Thought for the Week: Love nurtures

Janet Scott reflects on an ecumenical trip to India

You are my friends if you do what I command you… This is what I command you: Love one another.  John 15:14 and 17

Quakers do not often have the chance to preach sermons but this was my text last year for the Sunday of the Week of Prayer for Christian Unity. I was in the diocese of Vellore, Church of South India, and ecumenism was the theme for all churches in the diocese. I was there as part of a group from Cambridgeshire Ecumenical Council, which has a link with the diocese. Ten of us were visiting to renew the covenant between us, a covenant that aims to build relationships through prayer, support and mutual learning. It is part of the way in which relationships between churches of the developed and the developing world are changing.

Vellore is in Tamil Nadu and away from the usual tourist areas. Its fort was occupied by the British during the Raj and still contains the only English medium church in the diocese. The town is proud that it was the earliest to seek independence through the Sepoy mutiny of 1806. During the nineteenth and early twentieth centuries there were many missions and missionaries in the area, mostly building hospitals and schools as well as churches. Names like Scudder, Arcot and Voorhees are still attached to institutions they founded. With Indian independence, the founding of the Church of South India brought together Anglicans, Methodists, Presbyterians and Baptists into one united church, which took over many of the mission institutions and began to run them, as well as starting new social projects.

The change from being a mission recipient to a mission partner is long and difficult. The diocese still relies heavily on funding from overseas for some of its projects. This is not only from the historic sources; churches in South Korea are taking an interest in funding, especially the building of new churches. We have not seen our role as financial, though we do give small sums to provide scholarships to enable young people from the poorest homes to receive training, mostly as nurses, midwives or teachers. We try to encourage the church in its mission to the poorest of the poor.

We also want to encourage the church to use its own resources. We were delighted when visiting some new hostels for boys attached to schools serving rural areas to see that these had been funded by a rich church in the diocese. We now see new projects reusing old resources where there is dynamic leadership, often from women.
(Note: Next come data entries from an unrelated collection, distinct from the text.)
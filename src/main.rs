use actix_web::web;
use clap::Parser;
use kalakaart_api::{AppState, EncoderKind, RestApi, ServerConfig};
use kalakaart_assistant::ClassifierKind;
use std::path::PathBuf;
use tracing::info;
use tracing_subscriber::util::SubscriberInitExt;
use tracing_subscriber::{EnvFilter, FmtSubscriber};

/// Directory and search service for Indian artisans
#[derive(Parser, Debug)]
#[command(name = "kalakaart")]
#[command(about = "Artisan directory with search, similarity and multilingual chat", long_about = None)]
struct Args {
    /// Path to the artisan CSV dataset
    #[arg(short, long, env = "KALAKAART_DATASET", default_value = "data/artisans.csv")]
    dataset: PathBuf,

    /// Address to bind
    #[arg(long, env = "KALAKAART_HOST", default_value = "0.0.0.0")]
    host: String,

    /// HTTP API port
    #[arg(short, long, env = "KALAKAART_PORT", default_value_t = 5000)]
    port: u16,

    /// Directory for retrieval index snapshots
    #[arg(long, env = "KALAKAART_INDEX_DIR")]
    index_dir: Option<PathBuf>,

    /// Training/knowledge JSON merged into the retrieval corpus
    #[arg(long, env = "KALAKAART_KNOWLEDGE_FILE")]
    knowledge_file: Option<PathBuf>,

    /// Text encoder: hashing or fastembed
    #[arg(long, env = "KALAKAART_ENCODER", default_value = "hashing")]
    encoder: String,

    /// Intent classifier: pattern or prototype
    #[arg(long, env = "KALAKAART_CLASSIFIER", default_value = "pattern")]
    classifier: String,

    /// Vector size of the hashing encoder, 8 to 4096
    #[arg(long, env = "KALAKAART_HASHING_DIM", default_value_t = kalakaart_retrieval::DEFAULT_HASHING_DIM)]
    hashing_dim: usize,

    /// Log level, overridden by RUST_LOG
    #[arg(long, env = "KALAKAART_LOG_LEVEL", default_value = "info")]
    log_level: String,
}

impl Args {
    fn into_config(self) -> anyhow::Result<ServerConfig> {
        Ok(ServerConfig {
            dataset_path: self.dataset,
            host: self.host,
            port: self.port,
            index_dir: self.index_dir,
            knowledge_file: self.knowledge_file,
            encoder: self.encoder.parse::<EncoderKind>()?,
            classifier: self.classifier.parse::<ClassifierKind>()?,
            hashing_dim: self.hashing_dim,
        })
    }
}

#[tokio::main]
async fn main() -> anyhow::Result<()> {
    let args = Args::parse();

    let filter = EnvFilter::try_from_default_env().unwrap_or_else(|_| EnvFilter::new(&args.log_level));
    FmtSubscriber::builder().with_env_filter(filter).finish().try_init()?;

    info!("Starting Kala-Kaart v{}", env!("CARGO_PKG_VERSION"));
    let config = args.into_config()?;
    info!("Dataset: {:?}", config.dataset_path);
    info!("Encoder: {:?}, classifier: {:?}", config.encoder, config.classifier);

    let state = web::Data::new(AppState::build(&config)?);
    info!("Loaded {} artisans", state.store.len());

    let host = config.host.clone();
    let port = config.port;
    let http_handle = std::thread::spawn(move || {
        let sys = actix_web::rt::System::new();
        sys.block_on(async move { RestApi::start(state, &host, port).await })
    });
    info!("HTTP API: http://{}:{}/", config.host, config.port);

    tokio::select! {
        _ = tokio::signal::ctrl_c() => {
            info!("Shutdown signal received");
        }
        joined = tokio::task::spawn_blocking(move || http_handle.join()) => {
            // A bind failure ends the server thread early and is fatal
            joined?.map_err(|_| anyhow::anyhow!("HTTP server thread panicked"))??;
            info!("HTTP server stopped");
        }
    }

    info!("Shutting down...");
    Ok(())
}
Younger people coming into positions of influence are beginning to think about what to do with institutions that have had a useful life but are no longer needed in their old form. It is a delicate balance to talk about our own experience of similar problems without sounding as if we are trying to direct what should be done.

Love nurtures and supports: love also challenges, and we try to support and challenge our own small part of the Church of South India to be what God calls it to be. We also have to realise that there is a challenge back for us too. Why are our churches not growing? How do we reach out to the poorest of our own poor?